- **What the task asks**:
Copy out each line of the data that contains "fileUrl".

#### Input records ####

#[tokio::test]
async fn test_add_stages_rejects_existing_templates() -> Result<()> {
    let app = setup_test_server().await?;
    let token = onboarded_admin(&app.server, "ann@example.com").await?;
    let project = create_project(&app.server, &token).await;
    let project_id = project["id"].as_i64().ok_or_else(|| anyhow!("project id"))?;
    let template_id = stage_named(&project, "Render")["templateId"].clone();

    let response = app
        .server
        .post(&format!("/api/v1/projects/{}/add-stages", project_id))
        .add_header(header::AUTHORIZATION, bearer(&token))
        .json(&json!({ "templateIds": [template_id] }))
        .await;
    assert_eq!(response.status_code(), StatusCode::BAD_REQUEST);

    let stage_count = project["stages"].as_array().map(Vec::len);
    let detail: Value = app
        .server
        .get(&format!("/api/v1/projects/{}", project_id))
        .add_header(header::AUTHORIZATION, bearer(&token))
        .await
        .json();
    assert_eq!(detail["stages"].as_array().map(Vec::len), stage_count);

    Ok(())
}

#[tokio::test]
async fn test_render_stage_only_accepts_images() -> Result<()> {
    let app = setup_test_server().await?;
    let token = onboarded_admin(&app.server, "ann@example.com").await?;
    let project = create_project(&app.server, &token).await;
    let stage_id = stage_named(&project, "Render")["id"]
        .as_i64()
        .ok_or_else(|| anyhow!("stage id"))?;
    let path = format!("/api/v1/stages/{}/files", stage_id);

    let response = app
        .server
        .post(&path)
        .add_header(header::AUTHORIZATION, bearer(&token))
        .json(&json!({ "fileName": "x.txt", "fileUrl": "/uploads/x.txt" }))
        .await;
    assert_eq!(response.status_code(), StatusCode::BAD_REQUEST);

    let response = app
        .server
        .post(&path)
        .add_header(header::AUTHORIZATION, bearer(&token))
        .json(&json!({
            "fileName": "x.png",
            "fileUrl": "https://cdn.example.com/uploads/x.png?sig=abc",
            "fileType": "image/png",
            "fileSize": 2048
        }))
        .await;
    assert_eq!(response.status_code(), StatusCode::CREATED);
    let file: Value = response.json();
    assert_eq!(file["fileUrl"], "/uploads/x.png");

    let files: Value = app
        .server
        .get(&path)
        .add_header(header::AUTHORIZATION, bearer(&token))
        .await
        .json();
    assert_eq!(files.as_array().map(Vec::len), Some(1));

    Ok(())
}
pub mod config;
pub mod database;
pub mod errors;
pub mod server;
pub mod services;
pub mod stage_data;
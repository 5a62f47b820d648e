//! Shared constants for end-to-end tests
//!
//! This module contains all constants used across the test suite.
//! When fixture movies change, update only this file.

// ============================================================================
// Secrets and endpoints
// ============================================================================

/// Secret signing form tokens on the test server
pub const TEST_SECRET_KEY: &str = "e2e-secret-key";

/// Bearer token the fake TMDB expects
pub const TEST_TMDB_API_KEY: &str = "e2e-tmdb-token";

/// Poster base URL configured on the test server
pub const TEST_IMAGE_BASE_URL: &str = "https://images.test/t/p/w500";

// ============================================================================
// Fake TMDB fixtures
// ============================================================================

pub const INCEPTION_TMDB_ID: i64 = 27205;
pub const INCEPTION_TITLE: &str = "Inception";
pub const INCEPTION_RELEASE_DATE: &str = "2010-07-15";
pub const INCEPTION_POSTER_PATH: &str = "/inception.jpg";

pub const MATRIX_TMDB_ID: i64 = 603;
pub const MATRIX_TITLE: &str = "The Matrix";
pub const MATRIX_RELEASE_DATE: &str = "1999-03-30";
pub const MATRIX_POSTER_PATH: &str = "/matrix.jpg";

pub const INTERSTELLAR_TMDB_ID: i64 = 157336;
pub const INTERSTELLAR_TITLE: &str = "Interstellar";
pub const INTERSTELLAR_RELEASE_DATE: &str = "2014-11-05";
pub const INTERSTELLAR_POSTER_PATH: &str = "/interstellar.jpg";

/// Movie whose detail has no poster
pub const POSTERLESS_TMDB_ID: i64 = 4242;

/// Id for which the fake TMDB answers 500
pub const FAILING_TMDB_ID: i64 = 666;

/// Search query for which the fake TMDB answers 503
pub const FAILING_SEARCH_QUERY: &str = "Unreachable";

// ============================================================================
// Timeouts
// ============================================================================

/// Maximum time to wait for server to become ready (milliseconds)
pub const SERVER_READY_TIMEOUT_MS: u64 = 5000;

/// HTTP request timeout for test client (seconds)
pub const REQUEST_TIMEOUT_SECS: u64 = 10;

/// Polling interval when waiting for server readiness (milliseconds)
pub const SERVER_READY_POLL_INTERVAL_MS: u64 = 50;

####

- **Result of this exercise**:
        .json(&json!({ "fileName": "x.txt", "fileUrl": "/uploads/x.txt" }))
            "fileUrl": "https://cdn.example.com/uploads/x.png?sig=abc",
    assert_eq!(file["fileUrl"], "/uploads/x.png");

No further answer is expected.